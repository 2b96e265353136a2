// src/protocol/mod.rs

use crate::tools::{Params, ToolOutput};
use serde::{Deserialize, Serialize};
use serde_json::{Map, Value, json};
use std::collections::BTreeMap;

pub mod extract;
pub mod planner;
pub mod verifier;

/// One planned tool call.
#[derive(Clone, Debug, PartialEq, Serialize, Deserialize)]
pub struct Step {
    pub step_id: i64,
    pub tool: String,
    #[serde(default)]
    pub action: String,
    #[serde(default)]
    pub params: Params,
}

impl Step {
    pub fn new(step_id: i64, tool: &str, action: &str, params: Value) -> Self {
        Self {
            step_id,
            tool: tool.to_string(),
            action: action.to_string(),
            params: match params {
                Value::Object(map) => map,
                _ => Map::new(),
            },
        }
    }
}

/// Ordered list of steps. Execution follows list order, not `step_id` order.
#[derive(Clone, Debug, PartialEq, Serialize, Deserialize)]
pub struct Plan {
    pub steps: Vec<Step>,
    #[serde(skip_deserializing, skip_serializing_if = "Option::is_none")]
    pub parse_error: Option<String>,
}

impl Plan {
    pub fn new(steps: Vec<Step>) -> Self {
        Self {
            steps,
            parse_error: None,
        }
    }

    /// Substituted when the model's plan cannot be parsed.
    pub fn fallback(parse_error: impl Into<String>) -> Self {
        Self {
            steps: vec![
                Step::new(
                    1,
                    "github",
                    "search repositories",
                    json!({ "query": "python", "limit": 3 }),
                ),
                Step::new(2, "weather", "get weather", json!({ "city": "Bangalore" })),
            ],
            parse_error: Some(parse_error.into()),
        }
    }

    pub fn is_fallback(&self) -> bool {
        self.parse_error.is_some()
    }
}

/// What one step produced.
#[derive(Clone, Debug, PartialEq, Serialize, Deserialize)]
#[serde(untagged)]
pub enum StepOutcome {
    Output(ToolOutput),
    Error(String),
}

/// Per-step results keyed by `step_{id}_{tool}` or `step_{id}_error`.
#[derive(Clone, Debug, Default, PartialEq, Serialize, Deserialize)]
#[serde(transparent)]
pub struct ExecutionResults(BTreeMap<String, StepOutcome>);

impl ExecutionResults {
    pub fn new() -> Self {
        Self::default()
    }

    pub fn record_output(&mut self, step: &Step, output: ToolOutput) {
        self.0
            .insert(format!("step_{}_{}", step.step_id, step.tool), StepOutcome::Output(output));
    }

    pub fn record_error(&mut self, step: &Step, message: impl Into<String>) {
        self.0
            .insert(format!("step_{}_error", step.step_id), StepOutcome::Error(message.into()));
    }

    pub fn get(&self, key: &str) -> Option<&StepOutcome> {
        self.0.get(key)
    }

    pub fn len(&self) -> usize {
        self.0.len()
    }

    pub fn is_empty(&self) -> bool {
        self.0.is_empty()
    }

    pub fn iter(&self) -> impl Iterator<Item = (&String, &StepOutcome)> {
        self.0.iter()
    }

    pub fn keys(&self) -> impl Iterator<Item = &String> {
        self.0.keys()
    }

    /// Keys whose step failed outright (unknown tool or dispatch error).
    pub fn error_keys(&self) -> impl Iterator<Item = &String> {
        self.0.keys().filter(|k| k.ends_with("_error"))
    }
}

#[derive(Clone, Copy, Debug, PartialEq, Eq, Serialize, Deserialize)]
#[serde(rename_all = "snake_case")]
pub enum VerificationStatus {
    Complete,
    Incomplete,
    VerificationFailed,
}

/// The verifier model's structured answer.
#[derive(Clone, Debug, PartialEq, Serialize, Deserialize)]
pub struct Verification {
    pub status: VerificationStatus,
    pub summary: String,
    #[serde(default, skip_serializing_if = "Option::is_none")]
    pub github_results: Option<Vec<Value>>,
    #[serde(default, skip_serializing_if = "Value::is_null")]
    pub weather_results: Value,
    #[serde(default, skip_serializing_if = "Option::is_none")]
    pub missing_data: Option<Vec<Value>>,
    #[serde(flatten)]
    pub extra: Map<String, Value>,
}

/// Final output: either the model's verification or the raw results it failed on.
#[derive(Clone, Debug, PartialEq, Serialize)]
#[serde(untagged)]
pub enum VerifiedOutput {
    Verified(Verification),
    Unverified {
        status: VerificationStatus,
        raw_results: ExecutionResults,
        error: String,
    },
}

impl VerifiedOutput {
    pub fn unverified(raw_results: ExecutionResults, error: impl Into<String>) -> Self {
        VerifiedOutput::Unverified {
            status: VerificationStatus::VerificationFailed,
            raw_results,
            error: error.into(),
        }
    }

    pub fn status(&self) -> VerificationStatus {
        match self {
            VerifiedOutput::Verified(v) => v.status,
            VerifiedOutput::Unverified { status, .. } => *status,
        }
    }
}

/// Everything one pipeline run produced.
#[derive(Clone, Debug, Serialize)]
pub struct TaskResponse {
    pub plan: Plan,
    pub execution_results: ExecutionResults,
    pub final_output: VerifiedOutput,
}

#[cfg(test)]
mod tests {
    use super::*;

    #[test]
    fn step_requires_id_and_tool() {
        let ok: Result<Step, _> = serde_json::from_value(json!({ "step_id": 3, "tool": "weather" }));
        let step = ok.unwrap();
        assert_eq!(step.action, "");
        assert!(step.params.is_empty());

        let missing_tool: Result<Step, _> = serde_json::from_value(json!({ "step_id": 3 }));
        assert!(missing_tool.is_err());

        let string_id: Result<Step, _> =
            serde_json::from_value(json!({ "step_id": "one", "tool": "github" }));
        assert!(string_id.is_err());
    }

    #[test]
    fn fallback_plan_is_github_then_weather() {
        let plan = Plan::fallback("expected value at line 1 column 1");
        assert!(plan.is_fallback());
        assert_eq!(plan.steps.len(), 2);
        assert_eq!(plan.steps[0].tool, "github");
        assert_eq!(plan.steps[0].params["query"], "python");
        assert_eq!(plan.steps[0].params["limit"], 3);
        assert_eq!(plan.steps[1].tool, "weather");
        assert_eq!(plan.steps[1].params["city"], "Bangalore");
    }

    #[test]
    fn model_supplied_parse_error_is_ignored() {
        let plan: Plan = serde_json::from_value(json!({
            "steps": [{ "step_id": 1, "tool": "github" }],
            "parse_error": "pretend"
        }))
        .unwrap();
        assert!(!plan.is_fallback());
        assert!(plan.parse_error.is_none());
    }

    #[test]
    fn parse_error_is_omitted_when_absent() {
        let value = serde_json::to_value(Plan::new(vec![])).unwrap();
        assert_eq!(value, json!({ "steps": [] }));
    }

    #[test]
    fn results_are_keyed_by_step_and_tool() {
        let step = Step::new(7, "weather", "", json!({}));
        let mut results = ExecutionResults::new();
        results.record_output(&step, ToolOutput::failure("Weather API error: 401"));
        results.record_error(&Step::new(8, "jira", "", json!({})), "Unknown tool: jira");

        let value = serde_json::to_value(&results).unwrap();
        assert_eq!(value["step_7_weather"], json!({ "error": "Weather API error: 401" }));
        assert_eq!(value["step_8_error"], "Unknown tool: jira");
        assert_eq!(results.error_keys().collect::<Vec<_>>(), vec!["step_8_error"]);
    }

    #[test]
    fn verification_rejects_unknown_status() {
        let bad: Result<Verification, _> =
            serde_json::from_value(json!({ "status": "done", "summary": "ok" }));
        assert!(bad.is_err());
    }

    #[test]
    fn null_result_lists_count_as_absent() {
        let v: Verification = serde_json::from_value(json!({
            "status": "incomplete",
            "summary": "GitHub search failed",
            "github_results": null,
            "weather_results": null,
            "missing_data": null
        }))
        .unwrap();
        assert_eq!(v.status, VerificationStatus::Incomplete);
        assert!(v.github_results.is_none());
        assert!(v.missing_data.is_none());
    }

    #[test]
    fn omitted_fields_stay_omitted() {
        let v: Verification =
            serde_json::from_value(json!({ "status": "complete", "summary": "ok" })).unwrap();
        assert_eq!(
            serde_json::to_value(VerifiedOutput::Verified(v)).unwrap(),
            json!({ "status": "complete", "summary": "ok" })
        );
    }

    #[test]
    fn verification_keeps_extra_fields() {
        let v: Verification = serde_json::from_value(json!({
            "status": "incomplete",
            "summary": "weather missing",
            "missing_data": ["weather for Paris"],
            "confidence": "low"
        }))
        .unwrap();
        assert_eq!(v.status, VerificationStatus::Incomplete);
        assert_eq!(v.extra["confidence"], "low");

        let out = serde_json::to_value(VerifiedOutput::Verified(v)).unwrap();
        assert_eq!(out["confidence"], "low");
        assert_eq!(out["status"], "incomplete");
    }

    #[test]
    fn unverified_output_wraps_raw_results() {
        let out = VerifiedOutput::unverified(ExecutionResults::new(), "EOF while parsing");
        assert_eq!(out.status(), VerificationStatus::VerificationFailed);
        assert_eq!(
            serde_json::to_value(&out).unwrap(),
            json!({ "status": "verification_failed", "raw_results": {}, "error": "EOF while parsing" })
        );
    }
}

=== PROBLEM REQUIREMENTS ===
A verbatim transcription is needed of the lines above, starting at the line with "pipeline run produced." and ending at the line with "use super::*;", both included, and of nothing else.

=== EXERCISE RESULT ===
/// Everything one pipeline run produced.
#[derive(Clone, Debug, Serialize)]
pub struct TaskResponse {
    pub plan: Plan,
    pub execution_results: ExecutionResults,
    pub final_output: VerifiedOutput,
}

#[cfg(test)]
mod tests {
    use super::*;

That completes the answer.